##### INPUT FOR THIS TASK

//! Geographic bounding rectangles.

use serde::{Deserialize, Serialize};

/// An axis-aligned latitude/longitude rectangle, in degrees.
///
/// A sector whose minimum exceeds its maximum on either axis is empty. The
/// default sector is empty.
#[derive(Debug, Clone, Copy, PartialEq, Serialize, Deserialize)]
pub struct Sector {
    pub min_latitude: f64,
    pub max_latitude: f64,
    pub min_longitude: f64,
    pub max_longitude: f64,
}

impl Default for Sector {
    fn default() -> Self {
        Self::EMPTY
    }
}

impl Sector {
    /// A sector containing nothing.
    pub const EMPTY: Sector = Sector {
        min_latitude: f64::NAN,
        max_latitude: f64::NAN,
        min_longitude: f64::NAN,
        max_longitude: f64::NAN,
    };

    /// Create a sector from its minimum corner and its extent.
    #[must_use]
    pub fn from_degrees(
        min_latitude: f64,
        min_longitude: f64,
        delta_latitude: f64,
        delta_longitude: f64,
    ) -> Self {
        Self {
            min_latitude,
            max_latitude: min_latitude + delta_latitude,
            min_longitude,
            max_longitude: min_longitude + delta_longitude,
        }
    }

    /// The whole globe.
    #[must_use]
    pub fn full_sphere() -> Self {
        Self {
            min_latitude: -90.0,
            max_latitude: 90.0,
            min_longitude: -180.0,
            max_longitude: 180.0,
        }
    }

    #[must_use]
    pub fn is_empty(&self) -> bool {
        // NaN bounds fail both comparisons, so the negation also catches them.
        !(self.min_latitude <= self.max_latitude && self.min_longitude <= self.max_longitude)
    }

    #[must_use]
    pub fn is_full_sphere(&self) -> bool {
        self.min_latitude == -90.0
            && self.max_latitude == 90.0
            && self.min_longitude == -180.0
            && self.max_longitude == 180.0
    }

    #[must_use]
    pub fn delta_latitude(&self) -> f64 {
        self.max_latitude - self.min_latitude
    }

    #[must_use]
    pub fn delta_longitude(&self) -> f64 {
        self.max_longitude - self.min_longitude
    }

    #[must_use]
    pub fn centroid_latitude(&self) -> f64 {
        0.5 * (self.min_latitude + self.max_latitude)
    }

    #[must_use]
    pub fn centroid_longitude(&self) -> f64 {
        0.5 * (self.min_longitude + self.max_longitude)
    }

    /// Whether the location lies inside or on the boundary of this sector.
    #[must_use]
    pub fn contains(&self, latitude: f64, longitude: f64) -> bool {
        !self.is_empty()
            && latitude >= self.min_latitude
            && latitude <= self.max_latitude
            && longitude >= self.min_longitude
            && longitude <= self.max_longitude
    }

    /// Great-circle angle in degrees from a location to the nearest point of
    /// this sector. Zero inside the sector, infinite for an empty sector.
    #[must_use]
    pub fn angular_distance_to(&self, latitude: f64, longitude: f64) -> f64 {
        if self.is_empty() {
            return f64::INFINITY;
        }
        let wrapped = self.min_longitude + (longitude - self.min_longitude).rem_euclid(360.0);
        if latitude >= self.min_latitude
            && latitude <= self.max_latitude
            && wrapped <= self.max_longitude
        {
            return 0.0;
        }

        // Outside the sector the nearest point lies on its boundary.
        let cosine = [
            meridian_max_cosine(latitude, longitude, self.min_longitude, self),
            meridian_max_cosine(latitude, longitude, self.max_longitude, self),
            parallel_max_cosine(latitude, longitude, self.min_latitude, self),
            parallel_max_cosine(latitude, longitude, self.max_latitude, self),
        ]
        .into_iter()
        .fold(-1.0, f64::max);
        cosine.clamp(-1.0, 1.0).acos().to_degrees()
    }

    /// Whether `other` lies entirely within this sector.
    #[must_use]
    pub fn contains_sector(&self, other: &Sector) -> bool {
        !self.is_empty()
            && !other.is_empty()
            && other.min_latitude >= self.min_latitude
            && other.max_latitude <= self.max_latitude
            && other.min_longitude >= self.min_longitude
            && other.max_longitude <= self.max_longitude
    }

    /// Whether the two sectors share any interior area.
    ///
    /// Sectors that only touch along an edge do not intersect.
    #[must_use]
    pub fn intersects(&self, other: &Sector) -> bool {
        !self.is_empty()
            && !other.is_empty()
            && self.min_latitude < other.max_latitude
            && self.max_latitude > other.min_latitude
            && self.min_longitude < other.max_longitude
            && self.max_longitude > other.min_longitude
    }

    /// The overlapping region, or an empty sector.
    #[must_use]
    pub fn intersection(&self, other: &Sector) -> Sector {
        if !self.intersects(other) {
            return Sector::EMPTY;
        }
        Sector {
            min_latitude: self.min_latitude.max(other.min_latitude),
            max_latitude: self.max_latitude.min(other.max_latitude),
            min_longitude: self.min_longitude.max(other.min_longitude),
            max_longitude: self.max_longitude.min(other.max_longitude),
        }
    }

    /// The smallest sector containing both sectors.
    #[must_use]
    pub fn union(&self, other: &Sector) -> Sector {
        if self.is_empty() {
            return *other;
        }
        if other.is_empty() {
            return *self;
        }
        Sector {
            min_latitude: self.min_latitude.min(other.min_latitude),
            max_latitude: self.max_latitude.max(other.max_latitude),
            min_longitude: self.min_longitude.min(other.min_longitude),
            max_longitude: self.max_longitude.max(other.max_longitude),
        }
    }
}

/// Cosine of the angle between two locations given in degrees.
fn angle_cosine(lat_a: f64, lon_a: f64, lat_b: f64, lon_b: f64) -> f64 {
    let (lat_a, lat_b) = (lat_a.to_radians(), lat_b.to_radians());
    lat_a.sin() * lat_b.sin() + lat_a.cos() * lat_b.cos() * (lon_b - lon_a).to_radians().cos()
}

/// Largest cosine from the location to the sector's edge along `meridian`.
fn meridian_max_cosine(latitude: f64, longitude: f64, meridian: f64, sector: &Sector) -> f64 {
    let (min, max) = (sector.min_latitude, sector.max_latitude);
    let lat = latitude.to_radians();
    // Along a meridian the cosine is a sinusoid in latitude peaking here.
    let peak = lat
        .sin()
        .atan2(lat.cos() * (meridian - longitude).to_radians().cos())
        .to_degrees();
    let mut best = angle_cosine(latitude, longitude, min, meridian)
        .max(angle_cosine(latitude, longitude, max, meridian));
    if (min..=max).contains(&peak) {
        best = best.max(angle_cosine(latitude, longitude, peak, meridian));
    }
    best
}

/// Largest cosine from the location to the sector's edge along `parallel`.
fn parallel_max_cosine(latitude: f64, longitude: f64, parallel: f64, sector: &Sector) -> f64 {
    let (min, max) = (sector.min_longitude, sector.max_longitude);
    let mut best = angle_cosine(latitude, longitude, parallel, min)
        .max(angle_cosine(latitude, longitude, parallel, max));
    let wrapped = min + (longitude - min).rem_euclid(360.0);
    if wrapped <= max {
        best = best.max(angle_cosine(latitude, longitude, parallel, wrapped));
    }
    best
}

##########

Take every line from the data that contains the word "intersects".

_OUTPUT OF THE TASK_
    pub fn intersects(&self, other: &Sector) -> bool {
        if !self.intersects(other) {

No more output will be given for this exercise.